INSTRUCTIONS TO FOLLOW →
All that should be output is the block of lines below from the line with "league_status: impl Into<String>)" to the line with "fn players(n: usize)", both included, exactly as written.

RECORD EXCERPTS →
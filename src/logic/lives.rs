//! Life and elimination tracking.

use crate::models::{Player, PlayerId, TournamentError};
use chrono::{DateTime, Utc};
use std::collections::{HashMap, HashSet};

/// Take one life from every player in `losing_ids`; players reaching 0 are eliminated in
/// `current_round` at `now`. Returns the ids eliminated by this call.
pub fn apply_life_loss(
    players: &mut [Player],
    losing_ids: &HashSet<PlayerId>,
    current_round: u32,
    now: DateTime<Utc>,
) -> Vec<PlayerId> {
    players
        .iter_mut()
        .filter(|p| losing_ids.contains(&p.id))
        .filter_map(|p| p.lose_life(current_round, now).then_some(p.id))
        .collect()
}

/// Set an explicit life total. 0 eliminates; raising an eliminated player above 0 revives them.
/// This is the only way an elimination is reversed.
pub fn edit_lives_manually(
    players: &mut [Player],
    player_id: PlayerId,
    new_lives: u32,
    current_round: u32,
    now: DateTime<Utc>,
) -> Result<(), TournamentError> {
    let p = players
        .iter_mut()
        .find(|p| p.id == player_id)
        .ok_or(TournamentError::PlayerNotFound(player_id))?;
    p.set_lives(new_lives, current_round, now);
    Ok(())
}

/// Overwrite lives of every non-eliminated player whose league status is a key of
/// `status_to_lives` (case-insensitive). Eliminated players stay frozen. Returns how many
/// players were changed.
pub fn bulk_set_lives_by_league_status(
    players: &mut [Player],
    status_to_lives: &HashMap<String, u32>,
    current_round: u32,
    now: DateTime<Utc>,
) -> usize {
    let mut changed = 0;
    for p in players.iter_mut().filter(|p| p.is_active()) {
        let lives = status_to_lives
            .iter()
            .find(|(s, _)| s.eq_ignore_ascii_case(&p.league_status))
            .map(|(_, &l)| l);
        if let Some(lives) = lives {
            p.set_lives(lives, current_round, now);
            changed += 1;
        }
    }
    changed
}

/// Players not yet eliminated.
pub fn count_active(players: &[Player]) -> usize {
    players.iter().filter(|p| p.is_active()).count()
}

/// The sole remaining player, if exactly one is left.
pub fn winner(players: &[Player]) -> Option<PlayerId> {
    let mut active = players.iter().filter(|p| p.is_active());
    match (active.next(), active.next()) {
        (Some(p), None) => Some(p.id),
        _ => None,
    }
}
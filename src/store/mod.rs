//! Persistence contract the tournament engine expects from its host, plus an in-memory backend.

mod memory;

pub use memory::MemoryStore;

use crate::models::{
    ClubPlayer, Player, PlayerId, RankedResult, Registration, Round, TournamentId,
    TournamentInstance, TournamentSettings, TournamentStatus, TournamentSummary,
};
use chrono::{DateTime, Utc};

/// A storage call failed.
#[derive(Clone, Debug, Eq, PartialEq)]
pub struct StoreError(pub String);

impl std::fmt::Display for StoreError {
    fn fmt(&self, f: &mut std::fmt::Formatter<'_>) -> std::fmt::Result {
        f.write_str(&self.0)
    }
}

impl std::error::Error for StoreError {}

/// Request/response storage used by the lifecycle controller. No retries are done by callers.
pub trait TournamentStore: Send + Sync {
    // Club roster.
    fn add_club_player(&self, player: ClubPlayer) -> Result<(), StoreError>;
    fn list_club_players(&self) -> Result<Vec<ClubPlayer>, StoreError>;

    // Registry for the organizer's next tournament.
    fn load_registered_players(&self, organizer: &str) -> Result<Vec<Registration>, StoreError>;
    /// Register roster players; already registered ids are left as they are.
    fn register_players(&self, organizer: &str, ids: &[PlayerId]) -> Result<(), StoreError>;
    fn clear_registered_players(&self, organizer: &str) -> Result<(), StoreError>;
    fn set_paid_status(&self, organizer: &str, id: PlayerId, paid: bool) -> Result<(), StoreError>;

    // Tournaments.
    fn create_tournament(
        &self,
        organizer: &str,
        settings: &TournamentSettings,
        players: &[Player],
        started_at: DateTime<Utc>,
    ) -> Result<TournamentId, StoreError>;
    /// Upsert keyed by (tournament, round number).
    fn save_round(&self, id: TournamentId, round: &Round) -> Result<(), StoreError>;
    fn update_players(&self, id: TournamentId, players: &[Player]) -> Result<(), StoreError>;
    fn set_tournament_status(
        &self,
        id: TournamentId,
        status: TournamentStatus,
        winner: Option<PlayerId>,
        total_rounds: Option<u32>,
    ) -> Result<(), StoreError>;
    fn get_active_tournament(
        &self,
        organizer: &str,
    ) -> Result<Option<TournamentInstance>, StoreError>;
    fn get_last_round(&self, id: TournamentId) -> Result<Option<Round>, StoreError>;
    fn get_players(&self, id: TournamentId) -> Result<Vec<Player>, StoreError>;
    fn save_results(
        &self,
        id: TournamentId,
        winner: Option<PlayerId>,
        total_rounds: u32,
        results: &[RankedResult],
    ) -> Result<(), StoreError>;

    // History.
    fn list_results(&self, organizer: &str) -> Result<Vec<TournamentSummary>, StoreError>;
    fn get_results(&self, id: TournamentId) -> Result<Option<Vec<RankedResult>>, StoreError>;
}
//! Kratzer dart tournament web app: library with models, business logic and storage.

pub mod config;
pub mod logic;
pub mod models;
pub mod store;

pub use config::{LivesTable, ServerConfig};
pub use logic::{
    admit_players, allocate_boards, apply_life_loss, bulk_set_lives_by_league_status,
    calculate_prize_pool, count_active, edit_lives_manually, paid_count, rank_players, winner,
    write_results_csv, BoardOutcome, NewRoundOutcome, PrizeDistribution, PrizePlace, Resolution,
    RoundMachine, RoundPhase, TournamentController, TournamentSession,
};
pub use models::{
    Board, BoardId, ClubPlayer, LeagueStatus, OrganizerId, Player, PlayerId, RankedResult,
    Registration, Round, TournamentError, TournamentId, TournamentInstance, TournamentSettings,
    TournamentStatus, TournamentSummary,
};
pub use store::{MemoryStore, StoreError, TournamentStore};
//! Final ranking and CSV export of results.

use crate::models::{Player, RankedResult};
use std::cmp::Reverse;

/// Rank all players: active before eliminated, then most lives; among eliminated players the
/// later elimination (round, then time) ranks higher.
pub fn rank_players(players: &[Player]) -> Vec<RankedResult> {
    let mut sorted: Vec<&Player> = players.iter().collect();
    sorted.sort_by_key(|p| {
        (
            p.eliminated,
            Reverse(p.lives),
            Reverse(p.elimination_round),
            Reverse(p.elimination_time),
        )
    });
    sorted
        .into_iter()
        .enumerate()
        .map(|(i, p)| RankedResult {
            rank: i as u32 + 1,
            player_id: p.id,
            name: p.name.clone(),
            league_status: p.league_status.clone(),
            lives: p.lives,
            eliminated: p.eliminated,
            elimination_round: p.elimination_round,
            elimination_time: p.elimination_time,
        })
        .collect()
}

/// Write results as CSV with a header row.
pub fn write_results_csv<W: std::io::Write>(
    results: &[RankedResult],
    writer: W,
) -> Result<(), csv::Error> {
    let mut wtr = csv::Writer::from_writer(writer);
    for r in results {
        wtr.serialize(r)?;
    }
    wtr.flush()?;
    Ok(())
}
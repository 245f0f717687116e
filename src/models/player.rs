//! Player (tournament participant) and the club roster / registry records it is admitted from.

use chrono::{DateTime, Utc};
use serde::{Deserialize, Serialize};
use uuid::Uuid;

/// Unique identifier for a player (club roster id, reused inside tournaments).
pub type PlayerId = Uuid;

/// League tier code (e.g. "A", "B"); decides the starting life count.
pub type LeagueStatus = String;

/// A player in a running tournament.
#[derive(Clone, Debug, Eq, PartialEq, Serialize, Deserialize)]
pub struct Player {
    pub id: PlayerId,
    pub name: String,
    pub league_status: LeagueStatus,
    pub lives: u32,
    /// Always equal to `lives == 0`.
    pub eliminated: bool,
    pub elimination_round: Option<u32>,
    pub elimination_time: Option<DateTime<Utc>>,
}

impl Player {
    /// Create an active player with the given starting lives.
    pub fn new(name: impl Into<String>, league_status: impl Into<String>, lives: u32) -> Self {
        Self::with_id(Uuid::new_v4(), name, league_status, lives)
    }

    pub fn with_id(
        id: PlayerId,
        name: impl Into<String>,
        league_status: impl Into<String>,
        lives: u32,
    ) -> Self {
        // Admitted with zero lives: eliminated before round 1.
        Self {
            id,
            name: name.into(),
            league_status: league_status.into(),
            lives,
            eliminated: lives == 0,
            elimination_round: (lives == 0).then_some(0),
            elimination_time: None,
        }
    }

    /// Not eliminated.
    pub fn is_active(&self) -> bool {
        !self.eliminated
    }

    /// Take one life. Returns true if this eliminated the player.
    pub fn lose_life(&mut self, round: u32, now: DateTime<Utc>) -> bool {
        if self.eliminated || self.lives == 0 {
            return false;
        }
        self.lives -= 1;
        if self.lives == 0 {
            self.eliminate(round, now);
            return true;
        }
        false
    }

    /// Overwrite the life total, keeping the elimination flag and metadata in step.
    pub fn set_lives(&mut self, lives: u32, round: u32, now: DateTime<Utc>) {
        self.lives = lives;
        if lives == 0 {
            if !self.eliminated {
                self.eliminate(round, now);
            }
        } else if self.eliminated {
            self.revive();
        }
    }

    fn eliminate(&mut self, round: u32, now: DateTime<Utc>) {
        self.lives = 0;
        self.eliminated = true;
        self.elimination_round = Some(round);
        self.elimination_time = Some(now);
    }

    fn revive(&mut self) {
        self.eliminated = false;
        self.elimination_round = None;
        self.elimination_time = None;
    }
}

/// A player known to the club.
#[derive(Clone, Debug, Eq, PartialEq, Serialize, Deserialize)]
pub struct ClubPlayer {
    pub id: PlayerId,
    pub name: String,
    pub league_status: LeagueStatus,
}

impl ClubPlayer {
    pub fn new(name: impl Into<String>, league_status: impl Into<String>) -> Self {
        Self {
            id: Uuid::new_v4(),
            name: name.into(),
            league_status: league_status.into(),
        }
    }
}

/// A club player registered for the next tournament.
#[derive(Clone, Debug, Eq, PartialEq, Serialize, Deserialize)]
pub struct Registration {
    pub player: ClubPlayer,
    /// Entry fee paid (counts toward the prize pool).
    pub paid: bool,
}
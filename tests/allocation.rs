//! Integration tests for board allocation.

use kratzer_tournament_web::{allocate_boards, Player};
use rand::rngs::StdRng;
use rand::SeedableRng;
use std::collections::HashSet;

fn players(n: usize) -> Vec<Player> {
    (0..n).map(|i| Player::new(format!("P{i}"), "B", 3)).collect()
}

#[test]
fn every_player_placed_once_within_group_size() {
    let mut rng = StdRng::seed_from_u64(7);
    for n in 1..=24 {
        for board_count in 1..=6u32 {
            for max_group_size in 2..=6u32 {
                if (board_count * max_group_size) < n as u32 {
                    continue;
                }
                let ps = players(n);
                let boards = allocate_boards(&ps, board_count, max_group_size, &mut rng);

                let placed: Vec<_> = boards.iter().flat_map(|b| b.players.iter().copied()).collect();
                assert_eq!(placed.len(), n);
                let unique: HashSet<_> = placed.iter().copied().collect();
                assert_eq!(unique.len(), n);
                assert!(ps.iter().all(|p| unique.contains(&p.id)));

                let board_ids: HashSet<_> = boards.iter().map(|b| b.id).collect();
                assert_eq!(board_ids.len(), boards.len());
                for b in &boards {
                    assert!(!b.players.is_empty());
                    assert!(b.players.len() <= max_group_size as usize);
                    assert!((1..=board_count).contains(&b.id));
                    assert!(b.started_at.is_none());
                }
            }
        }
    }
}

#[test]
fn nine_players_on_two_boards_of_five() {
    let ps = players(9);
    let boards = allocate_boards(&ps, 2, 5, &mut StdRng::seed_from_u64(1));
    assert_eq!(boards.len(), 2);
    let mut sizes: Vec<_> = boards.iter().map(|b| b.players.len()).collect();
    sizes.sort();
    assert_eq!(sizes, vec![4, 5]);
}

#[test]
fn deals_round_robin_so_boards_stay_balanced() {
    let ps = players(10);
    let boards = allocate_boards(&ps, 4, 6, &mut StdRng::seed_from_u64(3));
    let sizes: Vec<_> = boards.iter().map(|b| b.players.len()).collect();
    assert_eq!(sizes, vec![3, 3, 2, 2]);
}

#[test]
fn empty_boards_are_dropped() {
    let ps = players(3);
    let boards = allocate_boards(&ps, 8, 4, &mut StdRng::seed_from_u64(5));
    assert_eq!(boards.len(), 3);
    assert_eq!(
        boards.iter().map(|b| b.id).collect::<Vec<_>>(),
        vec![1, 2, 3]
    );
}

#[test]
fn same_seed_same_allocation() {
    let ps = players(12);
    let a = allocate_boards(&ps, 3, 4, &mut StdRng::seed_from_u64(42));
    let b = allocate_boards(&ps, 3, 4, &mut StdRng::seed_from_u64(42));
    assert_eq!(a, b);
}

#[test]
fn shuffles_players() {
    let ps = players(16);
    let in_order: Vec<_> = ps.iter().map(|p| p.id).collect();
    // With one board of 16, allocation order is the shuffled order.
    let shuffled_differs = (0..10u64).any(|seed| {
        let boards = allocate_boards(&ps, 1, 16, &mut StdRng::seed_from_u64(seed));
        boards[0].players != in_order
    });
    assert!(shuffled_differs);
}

SOLUTION TO THIS PROBLEM →
    pub fn new(name: impl Into<String>, league_status: impl Into<String>) -> Self {
        Self {
            id: Uuid::new_v4(),
            name: name.into(),
            league_status: league_status.into(),
        }
    }
}

/// A club player registered for the next tournament.
#[derive(Clone, Debug, Eq, PartialEq, Serialize, Deserialize)]
pub struct Registration {
    pub player: ClubPlayer,
    /// Entry fee paid (counts toward the prize pool).
    pub paid: bool,
}
filename tests/allocation.rs
//! Integration tests for board allocation.

use kratzer_tournament_web::{allocate_boards, Player};
use rand::rngs::StdRng;
use rand::SeedableRng;
use std::collections::HashSet;

fn players(n: usize) -> Vec<Player> {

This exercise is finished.